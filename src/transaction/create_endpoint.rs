//! The endpoints for recording a new income or expense.

use axum::{
    Extension,
    extract::{FromRef, State},
    http::StatusCode,
    response::{IntoResponse, Response},
};
// Must use axum_extra's Form since that parses an empty string as None instead
// of crashing like axum::Form.
use axum_extra::extract::Form;
use axum_htmx::HxRedirect;
use serde::Deserialize;
use time::Date;

use crate::{
    AppState, WriteError, endpoints,
    session::{Session, SessionHub},
    store::{DocumentStore, TransactionDraft},
    transaction::model::TransactionKind,
};

/// The state needed to mutate transaction records.
#[derive(Clone)]
pub struct TransactionApiState {
    /// The durable store for both transaction collections.
    pub store: DocumentStore,
    /// The active sessions.
    pub sessions: SessionHub,
}

impl FromRef<AppState> for TransactionApiState {
    fn from_ref(state: &AppState) -> Self {
        Self {
            store: state.store.clone(),
            sessions: state.sessions.clone(),
        }
    }
}

/// The form data for creating or updating a transaction record.
#[derive(Debug, Deserialize)]
pub struct TransactionForm {
    /// The date when the transaction occurred.
    pub date: Date,
    /// The transaction category.
    pub category: String,
    /// The value of the transaction in dollars, as a magnitude.
    pub amount: f64,
    /// Optional text detailing the transaction.
    #[serde(default)]
    pub description: Option<String>,
}

impl TransactionForm {
    pub(crate) fn into_draft(self) -> TransactionDraft {
        TransactionDraft {
            date: self.date,
            category: self.category,
            amount: self.amount,
            description: self.description.unwrap_or_default(),
        }
    }
}

/// The session of the signed-in user, re-checked against the hub at mutation
/// time.
///
/// The auth guard already vetted the request, but a mutation must also fail
/// cleanly when the session ended between the page load and the submit.
pub(crate) fn require_session(
    sessions: &SessionHub,
    session: Option<&Session>,
) -> Result<Session, WriteError> {
    let session = session.ok_or(WriteError::NoSession)?;

    sessions
        .current(session.user_id)
        .ok_or(WriteError::NoSession)
}

/// A route handler for recording a new income.
pub async fn create_income_endpoint(
    state: State<TransactionApiState>,
    session: Option<Extension<Session>>,
    form: Form<TransactionForm>,
) -> Response {
    create_transaction_endpoint(TransactionKind::Income, state, session, form)
}

/// A route handler for recording a new expense.
pub async fn create_expense_endpoint(
    state: State<TransactionApiState>,
    session: Option<Extension<Session>>,
    form: Form<TransactionForm>,
) -> Response {
    create_transaction_endpoint(TransactionKind::Expense, state, session, form)
}

fn create_transaction_endpoint(
    kind: TransactionKind,
    State(state): State<TransactionApiState>,
    session: Option<Extension<Session>>,
    Form(form): Form<TransactionForm>,
) -> Response {
    let session = match require_session(&state.sessions, session.as_deref()) {
        Ok(session) => session,
        Err(error) => return error.into_response(),
    };

    if let Err(error) = state
        .store
        .add(kind.collection(), session.user_id, &form.into_draft())
    {
        return error.into_response();
    }

    let view = match kind {
        TransactionKind::Income => endpoints::INCOME_VIEW,
        TransactionKind::Expense => endpoints::EXPENSE_VIEW,
    };

    (HxRedirect(view.to_owned()), StatusCode::SEE_OTHER).into_response()
}

#[cfg(test)]
mod create_endpoint_tests {
    use std::sync::{Arc, Mutex};

    use axum::{Extension, extract::State, http::StatusCode, response::IntoResponse};
    use axum_extra::extract::Form;
    use axum_htmx::HX_REDIRECT;
    use rusqlite::Connection;
    use time::macros::date;

    use crate::{
        session::{Session, SessionHub},
        store::{Collection, DocumentStore, initialize},
        test_utils::create_test_user,
    };

    use super::{TransactionApiState, TransactionForm, create_income_endpoint};

    fn get_test_state() -> (TransactionApiState, Session) {
        let conn = Connection::open_in_memory().unwrap();
        initialize(&conn).unwrap();
        let owner = create_test_user(&conn, "foo@bar.baz");

        let session = Session {
            user_id: owner,
            display_name: "Ferris".to_owned(),
            photo_url: None,
        };

        (
            TransactionApiState {
                store: DocumentStore::new(Arc::new(Mutex::new(conn))),
                sessions: SessionHub::new(),
            },
            session,
        )
    }

    fn test_form() -> TransactionForm {
        TransactionForm {
            date: date!(2023 - 10 - 01),
            category: "Salary".to_owned(),
            amount: 2000.0,
            description: Some("October salary".to_owned()),
        }
    }

    #[tokio::test]
    async fn create_stamps_owner_and_redirects() {
        let (state, session) = get_test_state();
        state.sessions.sign_in(session.clone());

        let response = create_income_endpoint(
            State(state.clone()),
            Some(Extension(session.clone())),
            Form(test_form()),
        )
        .await
        .into_response();

        assert_eq!(response.status(), StatusCode::SEE_OTHER);
        assert_eq!(
            response.headers().get(HX_REDIRECT).unwrap(),
            crate::endpoints::INCOME_VIEW
        );

        let record = state
            .store
            .get(Collection::Incomes, 1, session.user_id)
            .unwrap();
        assert_eq!(record.owner_id, session.user_id);
        assert_eq!(record.amount, 2000.0);
        assert_eq!(record.description, "October salary");
    }

    #[tokio::test]
    async fn create_without_session_fails_with_unauthorized() {
        let (state, _) = get_test_state();

        let response = create_income_endpoint(State(state.clone()), None, Form(test_form()))
            .await
            .into_response();

        assert_eq!(response.status(), StatusCode::UNAUTHORIZED);
    }

    #[tokio::test]
    async fn create_after_sign_out_fails_with_unauthorized() {
        let (state, session) = get_test_state();
        // The page was loaded while signed in, but the session ended before
        // the form was submitted.
        state.sessions.sign_in(session.clone());
        state.sessions.sign_out(session.user_id);

        let response = create_income_endpoint(
            State(state.clone()),
            Some(Extension(session.clone())),
            Form(test_form()),
        )
        .await
        .into_response();

        assert_eq!(response.status(), StatusCode::UNAUTHORIZED);
    }

    #[tokio::test]
    async fn create_with_negative_amount_is_rejected() {
        let (state, session) = get_test_state();
        state.sessions.sign_in(session.clone());

        let mut form = test_form();
        form.amount = -5.0;

        let response =
            create_income_endpoint(State(state.clone()), Some(Extension(session)), Form(form))
                .await
                .into_response();

        assert_eq!(response.status(), StatusCode::BAD_REQUEST);
    }
}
+--
EXERCISE AIM:
An exact restatement of all the entries above is needed.

OUTPUT FOR THIS EXERCISE:
filename src/transaction/create_endpoint.rs
//! The endpoints for recording a new income or expense.

use axum::{
    Extension,
    extract::{FromRef, State},
    http::StatusCode,
    response::{IntoResponse, Response},
};
// Must use axum_extra's Form since that parses an empty string as None instead
// of crashing like axum::Form.
use axum_extra::extract::Form;
use axum_htmx::HxRedirect;
use serde::Deserialize;
use time::Date;

use crate::{
    AppState, WriteError, endpoints,
    session::{Session, SessionHub},
    store::{DocumentStore, TransactionDraft},
    transaction::model::TransactionKind,
};

/// The state needed to mutate transaction records.
#[derive(Clone)]
pub struct TransactionApiState {
    /// The durable store for both transaction collections.
    pub store: DocumentStore,
    /// The active sessions.
    pub sessions: SessionHub,
}

impl FromRef<AppState> for TransactionApiState {
    fn from_ref(state: &AppState) -> Self {
        Self {
            store: state.store.clone(),
            sessions: state.sessions.clone(),
        }
    }
}

/// The form data for creating or updating a transaction record.
#[derive(Debug, Deserialize)]
pub struct TransactionForm {
    /// The date when the transaction occurred.
    pub date: Date,
    /// The transaction category.
    pub category: String,
    /// The value of the transaction in dollars, as a magnitude.
    pub amount: f64,
    /// Optional text detailing the transaction.
    #[serde(default)]
    pub description: Option<String>,
}

impl TransactionForm {
    pub(crate) fn into_draft(self) -> TransactionDraft {
        TransactionDraft {
            date: self.date,
            category: self.category,
            amount: self.amount,
            description: self.description.unwrap_or_default(),
        }
    }
}

/// The session of the signed-in user, re-checked against the hub at mutation
/// time.
///
/// The auth guard already vetted the request, but a mutation must also fail
/// cleanly when the session ended between the page load and the submit.
pub(crate) fn require_session(
    sessions: &SessionHub,
    session: Option<&Session>,
) -> Result<Session, WriteError> {
    let session = session.ok_or(WriteError::NoSession)?;

    sessions
        .current(session.user_id)
        .ok_or(WriteError::NoSession)
}

/// A route handler for recording a new income.
pub async fn create_income_endpoint(
    state: State<TransactionApiState>,
    session: Option<Extension<Session>>,
    form: Form<TransactionForm>,
) -> Response {
    create_transaction_endpoint(TransactionKind::Income, state, session, form)
}

/// A route handler for recording a new expense.
pub async fn create_expense_endpoint(
    state: State<TransactionApiState>,
    session: Option<Extension<Session>>,
    form: Form<TransactionForm>,
) -> Response {
    create_transaction_endpoint(TransactionKind::Expense, state, session, form)
}

fn create_transaction_endpoint(
    kind: TransactionKind,
    State(state): State<TransactionApiState>,
    session: Option<Extension<Session>>,
    Form(form): Form<TransactionForm>,
) -> Response {
    let session = match require_session(&state.sessions, session.as_deref()) {
        Ok(session) => session,
        Err(error) => return error.into_response(),
    };

    if let Err(error) = state
        .store
        .add(kind.collection(), session.user_id, &form.into_draft())
    {
        return error.into_response();
    }

    let view = match kind {
        TransactionKind::Income => endpoints::INCOME_VIEW,
        TransactionKind::Expense => endpoints::EXPENSE_VIEW,
    };

    (HxRedirect(view.to_owned()), StatusCode::SEE_OTHER).into_response()
}

#[cfg(test)]
mod create_endpoint_tests {
    use std::sync::{Arc, Mutex};

    use axum::{Extension, extract::State, http::StatusCode, response::IntoResponse};
    use axum_extra::extract::Form;
    use axum_htmx::HX_REDIRECT;
    use rusqlite::Connection;
    use time::macros::date;

    use crate::{
        session::{Session, SessionHub},
        store::{Collection, DocumentStore, initialize},
        test_utils::create_test_user,
    };

    use super::{TransactionApiState, TransactionForm, create_income_endpoint};

    fn get_test_state() -> (TransactionApiState, Session) {
        let conn = Connection::open_in_memory().unwrap();
        initialize(&conn).unwrap();
        let owner = create_test_user(&conn, "foo@bar.baz");

        let session = Session {
            user_id: owner,
            display_name: "Ferris".to_owned(),
            photo_url: None,
        };

        (
            TransactionApiState {
                store: DocumentStore::new(Arc::new(Mutex::new(conn))),
                sessions: SessionHub::new(),
            },
            session,
        )
    }

    fn test_form() -> TransactionForm {
        TransactionForm {
            date: date!(2023 - 10 - 01),
            category: "Salary".to_owned(),
            amount: 2000.0,
            description: Some("October salary".to_owned()),
        }
    }

    #[tokio::test]
    async fn create_stamps_owner_and_redirects() {
        let (state, session) = get_test_state();
        state.sessions.sign_in(session.clone());

        let response = create_income_endpoint(
            State(state.clone()),
            Some(Extension(session.clone())),
            Form(test_form()),
        )
        .await
        .into_response();

        assert_eq!(response.status(), StatusCode::SEE_OTHER);
        assert_eq!(
            response.headers().get(HX_REDIRECT).unwrap(),
            crate::endpoints::INCOME_VIEW
        );

        let record = state
            .store
            .get(Collection::Incomes, 1, session.user_id)
            .unwrap();
        assert_eq!(record.owner_id, session.user_id);
        assert_eq!(record.amount, 2000.0);
        assert_eq!(record.description, "October salary");
    }

    #[tokio::test]
    async fn create_without_session_fails_with_unauthorized() {
        let (state, _) = get_test_state();

        let response = create_income_endpoint(State(state.clone()), None, Form(test_form()))
            .await
            .into_response();

        assert_eq!(response.status(), StatusCode::UNAUTHORIZED);
    }

    #[tokio::test]
    async fn create_after_sign_out_fails_with_unauthorized() {
        let (state, session) = get_test_state();
        // The page was loaded while signed in, but the session ended before
        // the form was submitted.
        state.sessions.sign_in(session.clone());
        state.sessions.sign_out(session.user_id);

        let response = create_income_endpoint(
            State(state.clone()),
            Some(Extension(session.clone())),
            Form(test_form()),
        )
        .await
        .into_response();

        assert_eq!(response.status(), StatusCode::UNAUTHORIZED);
    }

    #[tokio::test]
    async fn create_with_negative_amount_is_rejected() {
        let (state, session) = get_test_state();
        state.sessions.sign_in(session.clone());

        let mut form = test_form();
        form.amount = -5.0;

        let response =
            create_income_endpoint(State(state.clone()), Some(Extension(session)), Form(form))
                .await
                .into_response();

        assert_eq!(response.status(), StatusCode::BAD_REQUEST);
    }
}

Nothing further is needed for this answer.